About this Event
Wafa Ghnaim, curator for the Museum of the Palestinian People in Washington, D.C. and Senior Research Fellow for The Metropolitan Museum of Art in the Ancient Near East, intertwines memory, history, politics and embroidery in sharing traditional Palestinian patterns and stories passed on to her by her mother.
This talk is in conjunction with the student-curated exhibition in the Flatiron Project Space, Land of the Olive Groves, January 9-January 25, 2025.

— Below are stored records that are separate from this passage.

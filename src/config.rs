// CLASSIFICATION: COMMUNITY
// Filename: config.rs v0.4
// Author: Lukas Bower
// Date Modified: 2026-05-18

//! Static frequency/bandwidth configuration, read once at initialization.
//!
//! Mirrors the board-supplied table: per step a CPU clock target, an
//! optional L2 clock target and an optional bandwidth value in Mbps, plus a
//! fixed list of bus endpoint pairs used to expand each bandwidth value into
//! per-path vectors.

use std::fs;
use std::path::Path;

use serde::Deserialize;

use crate::errors::ConfigError;

/// One configured frequency step before rounding against the clock layer.
#[derive(Debug, Clone, Copy, Deserialize, PartialEq, Eq)]
pub struct StepEntry {
    pub cpu_khz: u32,
    #[serde(default)]
    pub l2_khz: Option<u32>,
    #[serde(default)]
    pub bw_mbps: Option<u32>,
}

/// A `(source, destination)` bus endpoint pair.
#[derive(Debug, Clone, Copy, Deserialize, PartialEq, Eq)]
pub struct PortPair {
    pub src: u32,
    pub dst: u32,
}

/// Complete scaling configuration for one device.
#[derive(Debug, Clone, Deserialize, PartialEq, Eq, Default)]
pub struct FreqConfig {
    pub steps: Vec<StepEntry>,
    #[serde(default)]
    pub ports: Vec<PortPair>,
}

impl FreqConfig {
    pub fn from_yaml_str(data: &str) -> Result<Self, ConfigError> {
        let cfg: FreqConfig =
            serde_yaml::from_str(data).map_err(|e| ConfigError::Parse(e.to_string()))?;
        cfg.validate()?;
        Ok(cfg)
    }

    pub fn from_yaml_file(path: &Path) -> Result<Self, ConfigError> {
        let data = fs::read_to_string(path).map_err(|e| ConfigError::Parse(e.to_string()))?;
        Self::from_yaml_str(&data)
    }

    /// Structural checks that do not need the clock layer.
    pub fn validate(&self) -> Result<(), ConfigError> {
        if self.steps.is_empty() {
            return Err(ConfigError::EmptyTable);
        }
        let any_bw = self.steps.iter().any(|s| s.bw_mbps.is_some());
        if any_bw && self.ports.is_empty() {
            return Err(ConfigError::MissingPorts);
        }
        if !self.ports.is_empty() {
            // the bandwidth column must be fully populated once ports exist
            for (i, step) in self.steps.iter().enumerate() {
                if step.bw_mbps.is_none() {
                    return Err(ConfigError::Parse(format!("step {i} missing bw_mbps")));
                }
            }
        }
        Ok(())
    }
}

#[cfg(test)]
mod tests {
    use super::*;

    #[test]
    fn parse_minimal() {
        let cfg = FreqConfig::from_yaml_str("steps:\n  - cpu_khz: 300000\n").unwrap();
        assert_eq!(cfg.steps.len(), 1);
        assert!(cfg.ports.is_empty());
    }

    #[test]
    fn bandwidth_without_ports_rejected() {
        let text = "steps:\n  - cpu_khz: 300000\n    bw_mbps: 1600\n";
        assert_eq!(
            FreqConfig::from_yaml_str(text),
            Err(ConfigError::MissingPorts)
        );
    }

    #[test]
    fn empty_steps_rejected() {
        assert_eq!(
            FreqConfig::from_yaml_str("steps: []\n"),
            Err(ConfigError::EmptyTable)
        );
    }
}
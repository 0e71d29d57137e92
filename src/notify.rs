// CLASSIFICATION: COMMUNITY
// Filename: notify.rs v0.2
// Author: Lukas Bower
// Date Modified: 2026-06-21

//! Transition notifications.
//!
//! Observers are fixed at coordinator construction. For a given core the
//! pre-change and post-change calls are strictly ordered around the clock
//! set, and post-change fires only after the per-core state update commits.

/// One frequency transition on one core.
#[derive(Debug, Clone, Copy, PartialEq, Eq)]
pub struct FreqChange {
    pub core: usize,
    pub old_khz: u32,
    pub new_khz: u32,
}

/// Hook invoked around every committed frequency transition.
pub trait TransitionObserver: Send + Sync {
    fn pre_change(&self, _change: &FreqChange) {}
    fn post_change(&self, _change: &FreqChange) {}
}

Wafa Ghnaim is a Palestinian dress historian, researcher, author, curator, educator and embroideress. Her first book, Tatreez & Tea: Embroidery and Storytelling in the Palestinian Diaspora (2018), documents the traditional patterns and stories passed on to her by her mother, award-winning artist Feryal Abbasi-Ghnaim. Her curatorial debut TATREEZ INHERITANCE (2023) at the Museum of the Palestinian People in Washington, D.C. showcased traditional Palestinian dresses circulating North America through “Holy Land” travels during the early and mid-twentieth century, and the importance of reclaiming these dresses by Palestinians in the diaspora. She released her second publication THOBNA (2023) to celebrate Palestinian embroidery as a powerful form of resistance over the past century. Ghnaim is currently the Curator for the Museum of the Palestinian People, Founder of The Tatreez Institute, and Senior Interdisciplinary Research Fellow for The Metropolitan Museum of Art in the Department of Ancient Near Eastern Art.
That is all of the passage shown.